Он сидел у ее ног и не смотрел на нее. Он смотрел на кота Бойза, который лениво развалился на циновке в солнечном прямоугольнике, падавшем от большого окна.
— Он был сбит зенитным орудием во время разведывательного полета в районе Абвиля.
— Он не выпрыгнул с парашютом?
— Нет. Машина сгорела. Вероятно, его убило сразу.
— Слава богу, — сказала она. — Слава богу, если так.
— Я почти уверен в этом. Он бы успел выпрыгнуть.
— Ты мне правду говоришь? Может быть, парашют сгорел после того, как он выпрыгнул?
— Нет, — солгал он, решив, что на сегодня довольно.
— От кого ты узнал?
Он назвал знакомое имя.
— Тогда это верно, — сказала она. — У меня больше нет сына и у тебя тоже. Надо привыкать к этому. Больше ты ничего не знаешь?
— Нет, — сказал он, стараясь, чтобы это прозвучало как можно правдивей.
— А мы будем жить дальше?
— Именно.
— Чем же?
— Ничем, — сказал он.
— Можно я останусь и буду с тобой?
— Едва ли в этом есть смысл, — сказал он. — Как только немного утихнет, я должен буду уйти в рейс. Ты не из болтливых, и ты умеешь похоронить то, что слышишь от меня. Так вот, похорони это.
— Но я бы могла быть с тобой, пока ты здесь, а потом дожидаться твоего возвращения.

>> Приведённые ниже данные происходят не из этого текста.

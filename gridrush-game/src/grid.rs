//! Grid geometry for the city map.

use serde::{Deserialize, Serialize};
use std::fmt;

/// Integer cell coordinate on the city grid.
#[derive(Debug, Clone, Copy, PartialEq, Eq, Hash, Default, Serialize, Deserialize)]
pub struct Coord {
    pub x: i64,
    pub y: i64,
}

impl Coord {
    #[must_use]
    pub const fn new(x: i64, y: i64) -> Self {
        Self { x, y }
    }

    /// Manhattan distance to another cell.
    #[must_use]
    pub const fn manhattan(self, other: Self) -> i64 {
        (self.x - other.x).abs() + (self.y - other.y).abs()
    }

    /// Whether `other` is within `reach` cells under Manhattan distance.
    ///
    /// Pickups and dropoffs accept the exact cell or any orthogonal
    /// neighbor, so reach is normally 1.
    #[must_use]
    pub const fn within_reach(self, other: Self, reach: i64) -> bool {
        self.manhattan(other) <= reach
    }
}

impl fmt::Display for Coord {
    fn fmt(&self, f: &mut fmt::Formatter<'_>) -> fmt::Result {
        write!(f, "({}, {})", self.x, self.y)
    }
}

impl From<(i64, i64)> for Coord {
    fn from(value: (i64, i64)) -> Self {
        Self::new(value.0, value.1)
    }
}
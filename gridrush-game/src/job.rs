//! Delivery job entity and its lifecycle invariants.

use serde::{Deserialize, Serialize};

use crate::grid::Coord;

/// Derived lifecycle phase, computed from the flag set.
#[derive(Debug, Clone, Copy, PartialEq, Eq, Hash, Serialize, Deserialize)]
#[serde(rename_all = "snake_case")]
pub enum JobPhase {
    /// Not yet offered or decided.
    Pending,
    /// Currently shown to the player as an offer.
    Offered,
    /// Accepted, awaiting pickup.
    Accepted,
    /// On board, awaiting dropoff.
    PickedUp,
    /// Delivered. Terminal.
    Completed,
    /// Declined, cancelled, or expired. Terminal.
    Rejected,
}

impl JobPhase {
    #[must_use]
    pub const fn is_terminal(self) -> bool {
        matches!(self, Self::Completed | Self::Rejected)
    }
}

/// A delivery task flowing through the scheduler and game manager.
///
/// Flag invariants, maintained by the guarded `mark_*` mutators:
/// at most one of `accepted`/`rejected`; `picked_up` implies `accepted`;
/// `completed` implies `picked_up`. Terminal jobs never re-enter
/// scheduling but are retained for history.
#[derive(Debug, Clone, PartialEq, Serialize, Deserialize)]
pub struct Job {
    pub id: String,
    pub pickup: Coord,
    pub dropoff: Coord,
    #[serde(default)]
    pub payout: f64,
    #[serde(default)]
    pub weight: f64,
    #[serde(default)]
    pub priority: i32,
    /// Seconds from game start before which the job does not exist for
    /// scheduling purposes.
    #[serde(default)]
    pub release_time: f64,
    /// Seconds from game start; `None` means no deadline.
    #[serde(default)]
    pub deadline: Option<f64>,
    #[serde(default)]
    pub accepted: bool,
    #[serde(default)]
    pub rejected: bool,
    #[serde(default)]
    pub picked_up: bool,
    #[serde(default)]
    pub completed: bool,
    /// Whether the offer is currently shown to the player.
    #[serde(default)]
    pub visible_pickup: bool,
    #[serde(default)]
    pub dropoff_visible: bool,
}

impl Job {
    #[must_use]
    pub fn new(id: impl Into<String>, pickup: Coord, dropoff: Coord) -> Self {
        Self {
            id: id.into(),
            pickup,
            dropoff,
            payout: 0.0,
            weight: 0.0,
            priority: 0,
            release_time: 0.0,
            deadline: None,
            accepted: false,
            rejected: false,
            picked_up: false,
            completed: false,
            visible_pickup: false,
            dropoff_visible: false,
        }
    }

    #[must_use]
    pub const fn phase(&self) -> JobPhase {
        if self.completed {
            JobPhase::Completed
        } else if self.rejected {
            JobPhase::Rejected
        } else if self.picked_up {
            JobPhase::PickedUp
        } else if self.accepted {
            JobPhase::Accepted
        } else if self.visible_pickup {
            JobPhase::Offered
        } else {
            JobPhase::Pending
        }
    }

    #[must_use]
    pub const fn is_terminal(&self) -> bool {
        self.completed || self.rejected
    }

    /// Whether the job may appear in scheduling queries at `now`.
    #[must_use]
    pub fn is_eligible(&self, now: f64) -> bool {
        !self.accepted && !self.rejected && !self.completed && self.release_time <= now
    }

    /// Whether the deadline has passed at `now`. Jobs without a deadline
    /// never expire.
    #[must_use]
    pub fn is_past_deadline(&self, now: f64) -> bool {
        self.deadline.is_some_and(|d| now > d)
    }

    /// Accept the job. Idempotent when already accepted; refused from
    /// terminal states.
    pub fn mark_accepted(&mut self) -> bool {
        if self.rejected || self.completed {
            return false;
        }
        self.accepted = true;
        self.visible_pickup = false;
        true
    }

    /// Reject the job. Valid from any non-terminal state.
    pub fn mark_rejected(&mut self) -> bool {
        if self.completed || self.rejected {
            return false;
        }
        self.rejected = true;
        self.accepted = false;
        self.visible_pickup = false;
        self.dropoff_visible = false;
        true
    }

    /// Move an accepted job on board.
    pub fn mark_picked_up(&mut self) -> bool {
        if !self.accepted || self.picked_up || self.is_terminal() {
            return false;
        }
        self.picked_up = true;
        self.dropoff_visible = true;
        true
    }

    /// Complete a picked-up job.
    pub fn mark_completed(&mut self) -> bool {
        if !self.picked_up || self.is_terminal() {
            return false;
        }
        self.completed = true;
        self.dropoff_visible = false;
        true
    }
}

#[cfg(test)]
mod tests {
    use super::*;

    fn job() -> Job {
        Job::new("j1", Coord::new(1, 1), Coord::new(3, 3))
    }

    #[test]
    fn lifecycle_happy_path() {
        let mut j = job();
        assert_eq!(j.phase(), JobPhase::Pending);
        assert!(j.mark_accepted());
        assert!(j.mark_picked_up());
        assert!(j.mark_completed());
        assert_eq!(j.phase(), JobPhase::Completed);
        assert!(j.phase().is_terminal());
    }

    #[test]
    fn accept_is_idempotent_but_refused_after_reject() {
        let mut j = job();
        assert!(j.mark_accepted());
        assert!(j.mark_accepted());
        let mut k = job();
        assert!(k.mark_rejected());
        assert!(!k.mark_accepted());
        assert!(!k.mark_rejected());
    }

    #[test]
    fn pickup_requires_acceptance_and_completion_requires_pickup() {
        let mut j = job();
        assert!(!j.mark_picked_up());
        assert!(!j.mark_completed());
        j.mark_accepted();
        assert!(!j.mark_completed());
        j.mark_picked_up();
        assert!(j.dropoff_visible);
        assert!(j.mark_completed());
        assert!(!j.dropoff_visible);
    }

    #[test]
    fn eligibility_honors_release_and_terminal_flags() {
        let mut j = job();
        j.release_time = 30.0;
        assert!(!j.is_eligible(10.0));
        assert!(j.is_eligible(30.0));
        j.mark_rejected();
        assert!(!j.is_eligible(60.0));
    }

    #[test]
    fn deadline_checks() {
        let mut j = job();
        assert!(!j.is_past_deadline(1.0e9));
        j.deadline = Some(100.0);
        assert!(!j.is_past_deadline(100.0));
        assert!(j.is_past_deadline(100.1));
    }
}
//! Deterministic RNG streams for the simulation.
//!
//! One user seed fans out into independent streams via HMAC-SHA256 domain
//! separation, so weather draws never perturb job-related draws and a
//! replayed session stays bit-stable no matter which subsystem consumed
//! randomness first.

use hmac::{Hmac, Mac};
use rand::SeedableRng;
use rand::rngs::SmallRng;
use sha2::Sha256;
use std::cell::{RefCell, RefMut};

/// Per-domain RNG streams shared across one game session.
#[derive(Debug)]
pub struct RngBundle {
    weather: RefCell<CountingRng<SmallRng>>,
    jobs: RefCell<CountingRng<SmallRng>>,
}

impl RngBundle {
    /// Construct the bundle from a user-visible seed.
    #[must_use]
    pub fn from_user_seed(seed: u64) -> Self {
        let weather = CountingRng::new(derive_stream_seed(seed, b"weather"));
        let jobs = CountingRng::new(derive_stream_seed(seed, b"jobs"));
        Self {
            weather: RefCell::new(weather),
            jobs: RefCell::new(jobs),
        }
    }

    /// Access the weather RNG stream.
    #[must_use]
    pub fn weather(&self) -> RefMut<'_, CountingRng<SmallRng>> {
        self.weather.borrow_mut()
    }

    /// Access the jobs RNG stream.
    #[must_use]
    pub fn jobs(&self) -> RefMut<'_, CountingRng<SmallRng>> {
        self.jobs.borrow_mut()
    }
}

/// Counting wrapper for RNG streams providing instrumentation.
#[derive(Debug, Clone)]
pub struct CountingRng<R> {
    rng: R,
    draws: u64,
}

impl CountingRng<SmallRng> {
    fn new(seed: u64) -> Self {
        Self {
            rng: SmallRng::seed_from_u64(seed),
            draws: 0,
        }
    }
}

impl<R: rand::RngCore> CountingRng<R> {
    /// Number of draw calls performed against this stream.
    #[must_use]
    pub const fn draws(&self) -> u64 {
        self.draws
    }
}

impl<R: rand::RngCore> rand::RngCore for CountingRng<R> {
    fn next_u32(&mut self) -> u32 {
        self.draws = self.draws.saturating_add(1);
        self.rng.next_u32()
    }

    fn next_u64(&mut self) -> u64 {
        self.draws = self.draws.saturating_add(1);
        self.rng.next_u64()
    }

    fn fill_bytes(&mut self, dest: &mut [u8]) {
        self.draws = self.draws.saturating_add(1);
        self.rng.fill_bytes(dest);
    }

    fn try_fill_bytes(&mut self, dest: &mut [u8]) -> Result<(), rand::Error> {
        self.draws = self.draws.saturating_add(1);
        self.rng.try_fill_bytes(dest)
    }
}

fn derive_stream_seed(user_seed: u64, domain_tag: &[u8]) -> u64 {
    let mut mac = Hmac::<Sha256>::new_from_slice(&user_seed.to_le_bytes())
        .expect("64-bit seed is valid key");
    mac.update(domain_tag);
    let digest = mac.finalize().into_bytes();
    let seed_bytes: [u8; 8] = digest[..8].try_into().expect("digest slice length");
    u64::from_le_bytes(seed_bytes)
}
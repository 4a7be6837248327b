#![allow(dead_code)]

pub mod fixtures;
pub mod mock_aws;
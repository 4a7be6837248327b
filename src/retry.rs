use std::time::Duration;

use aws_sdk_eks::types::ClusterStatus;
use tracing::{info, warn};

use crate::{
  clients::AwsClients,
  config::LookupConfig,
  error::{Error, Result},
};

/// Exponential backoff applied by callers that choose to retry
#[derive(Clone, Debug, PartialEq, Eq)]
pub struct Backoff {
  /// Retries after the first attempt; 0 disables retrying
  pub retries: u32,
  pub initial_delay: Duration,
  pub max_delay: Duration,
}

impl Backoff {
  pub fn none() -> Self {
    Self {
      retries: 0,
      initial_delay: Duration::ZERO,
      max_delay: Duration::ZERO,
    }
  }

  fn next_delay(&self, delay: Duration) -> Duration {
    delay.saturating_mul(2).min(self.max_delay)
  }
}

impl From<&LookupConfig> for Backoff {
  fn from(config: &LookupConfig) -> Self {
    Self {
      retries: config.retries,
      initial_delay: Duration::from_millis(config.initial_backoff_ms),
      max_delay: Duration::from_millis(config.max_backoff_ms.max(config.initial_backoff_ms)),
    }
  }
}

/// Retry an operation while it reports `NotFound`
///
/// Any other error is returned immediately, as is the last `NotFound` once the
/// retries are used up.
pub async fn retry_not_found<F, Fut, T>(backoff: &Backoff, operation_name: &str, mut operation: F) -> Result<T>
where
  F: FnMut() -> Fut,
  Fut: std::future::Future<Output = Result<T>>,
{
  let mut attempt = 0u32;
  let mut delay = backoff.initial_delay;

  loop {
    match operation().await {
      Err(Error::NotFound { resource }) if attempt < backoff.retries => {
        attempt += 1;
        warn!(
          operation = operation_name,
          attempt,
          delay_ms = u64::try_from(delay.as_millis()).unwrap_or(u64::MAX),
          "{resource} not found, retrying"
        );
        tokio::time::sleep(delay).await;
        delay = backoff.next_delay(delay);
      }
      result => return result,
    }
  }
}

/// Poll the cluster until it reports `ACTIVE`
///
/// Gives up with `NotFound` once the backoff is exhausted; a cluster that reports
/// `FAILED` is a creation error.
pub async fn wait_for_active<A: AwsClients>(clients: &A, cluster_name: &str, backoff: &Backoff) -> Result<()> {
  let mut attempt = 0u32;
  let mut delay = backoff.initial_delay;

  loop {
    let status = match clients.describe_cluster(cluster_name).await {
      Ok(cluster) => cluster.status().cloned(),
      Err(Error::NotFound { .. }) => None,
      Err(err) => return Err(err),
    };

    match status {
      Some(ClusterStatus::Active) => {
        info!(cluster = cluster_name, "Cluster is active");
        return Ok(());
      }
      Some(ClusterStatus::Failed) => {
        return Err(Error::creation(
          cluster_name,
          Error::api("DescribeCluster", "cluster entered FAILED status"),
        ));
      }
      _ if attempt >= backoff.retries => {
        return Err(Error::NotFound {
          resource: format!("active cluster {cluster_name}"),
        });
      }
      status => {
        attempt += 1;
        info!(cluster = cluster_name, ?status, attempt, "Waiting for cluster to become active");
        tokio::time::sleep(delay).await;
        delay = backoff.next_delay(delay);
      }
    }
  }
}
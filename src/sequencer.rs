use std::collections::HashMap;

use serde::{Deserialize, Serialize};
use tracing::{error, info};

use crate::{
  clients::AwsClients,
  error::{Error, Result},
  resources::{ClusterOutputs, ClusterSpec, PolicyAttachment, ResourceSpec, RoleOutputs, RoleRef, RoleSpec},
};

/// Outputs of a successfully submitted resource
#[derive(Clone, Debug, PartialEq, Eq, Serialize, Deserialize)]
#[serde(tag = "kind", rename_all = "snake_case")]
pub enum Created {
  Role(RoleOutputs),
  PolicyAttachment {
    name: String,
    role: String,
    policy_arn: String,
  },
  Cluster(ClusterOutputs),
}

/// Submits resource specs one at a time, in order
///
/// A dependent resource is only submitted once the role it references has
/// resolved its name and ARN. The first failure ends the sequence; resources
/// created before it are left in place.
pub struct Sequencer<'a, A> {
  clients: &'a A,
  roles: HashMap<RoleRef, RoleOutputs>,
  attached: HashMap<RoleRef, Vec<String>>,
}

impl<'a, A: AwsClients> Sequencer<'a, A> {
  pub fn new(clients: &'a A) -> Self {
    Self {
      clients,
      roles: HashMap::new(),
      attached: HashMap::new(),
    }
  }

  /// Submit each spec in order and collect the outcome of every submission made
  ///
  /// The returned outcomes end at the first `Err`.
  pub async fn apply(&mut self, specs: &[ResourceSpec]) -> Vec<Result<Created>> {
    let mut outcomes = Vec::with_capacity(specs.len());

    for spec in specs {
      let outcome = match spec {
        ResourceSpec::Role(role) => self.create_role(role).await,
        ResourceSpec::PolicyAttachment(attachment) => self.attach(attachment).await,
        ResourceSpec::Cluster(cluster) => self.create_cluster(cluster).await,
      };

      let failed = outcome.is_err();
      if let Err(err) = &outcome {
        error!(resource = spec.name(), "{err}");
      }
      outcomes.push(outcome);

      if failed {
        break;
      }
    }

    outcomes
  }

  async fn create_role(&mut self, spec: &RoleSpec) -> Result<Created> {
    let outputs = self
      .clients
      .create_role(spec)
      .await
      .map_err(|err| Error::creation(&spec.name, err))?;

    if outputs.arn.is_empty() {
      return Err(Error::creation(
        &spec.name,
        Error::api("CreateRole", "role was created without an ARN"),
      ));
    }

    info!(role = %outputs.name, arn = %outputs.arn, "Created role");
    self.roles.insert(RoleRef(spec.name.clone()), outputs.clone());

    Ok(Created::Role(outputs))
  }

  async fn attach(&mut self, spec: &PolicyAttachment) -> Result<Created> {
    let role_name = self.resolve(&spec.role, &spec.name)?.name.clone();

    if let Err(err) = self.clients.attach_role_policy(&role_name, &spec.policy_arn).await {
      return Err(Error::PartialAttachment {
        role: role_name,
        attached: self.attached.get(&spec.role).cloned().unwrap_or_default(),
        failed: spec.name.clone(),
        source: Box::new(err),
      });
    }

    info!(attachment = %spec.name, role = %role_name, policy = %spec.policy_arn, "Attached policy");
    self.attached.entry(spec.role.clone()).or_default().push(spec.name.clone());

    Ok(Created::PolicyAttachment {
      name: spec.name.clone(),
      role: role_name,
      policy_arn: spec.policy_arn.clone(),
    })
  }

  async fn create_cluster(&mut self, spec: &ClusterSpec) -> Result<Created> {
    let role_arn = self.resolve(&spec.role, &spec.name)?.arn.clone();

    let outputs = self
      .clients
      .create_cluster(&spec.name, &role_arn, &spec.subnet_ids)
      .await
      .map_err(|err| Error::creation(&spec.name, err))?;

    info!(cluster = %outputs.name, arn = %outputs.arn, "Created cluster");

    Ok(Created::Cluster(outputs))
  }

  fn resolve(&self, role: &RoleRef, dependent: &str) -> Result<&RoleOutputs> {
    self.roles.get(role).ok_or_else(|| {
      Error::Validation(format!(
        "{dependent} depends on role {} which has not been created",
        role.0
      ))
    })
  }
}

/// Identifiers accumulated by a fully successful sequence
#[derive(Clone, Debug, PartialEq, Eq, Serialize, Deserialize)]
pub struct Applied {
  pub role: RoleOutputs,
  pub attachments: Vec<String>,
  pub cluster: ClusterOutputs,
}

impl Applied {
  /// Fold sequencer outcomes, surfacing the first error
  pub fn from_outcomes(outcomes: Vec<Result<Created>>) -> Result<Self> {
    let mut role = None;
    let mut attachments = Vec::new();
    let mut cluster = None;

    for outcome in outcomes {
      match outcome? {
        Created::Role(outputs) => role = Some(outputs),
        Created::PolicyAttachment { name, .. } => attachments.push(name),
        Created::Cluster(outputs) => cluster = Some(outputs),
      }
    }

    Ok(Applied {
      role: role.ok_or_else(|| Error::Validation("no role was declared".to_string()))?,
      attachments,
      cluster: cluster.ok_or_else(|| Error::Validation("no cluster was declared".to_string()))?,
    })
  }
}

— Не стоит, — сказал он. — Я никогда не знаю, когда мы вернемся, и потом, тебе будет тяжелей без работы. Если хочешь, побудь, пока мы не уйдем в рейс.
— Хорошо, — сказала она. — Я побуду с тобой это время, и никто нам не помешает думать о Томе. И любить друг друга, как только ты скажешь, что можно.
— Эта комната никак не связана с Томом.
— Да. А с кем она связана, тех я самый дух изгоню отсюда.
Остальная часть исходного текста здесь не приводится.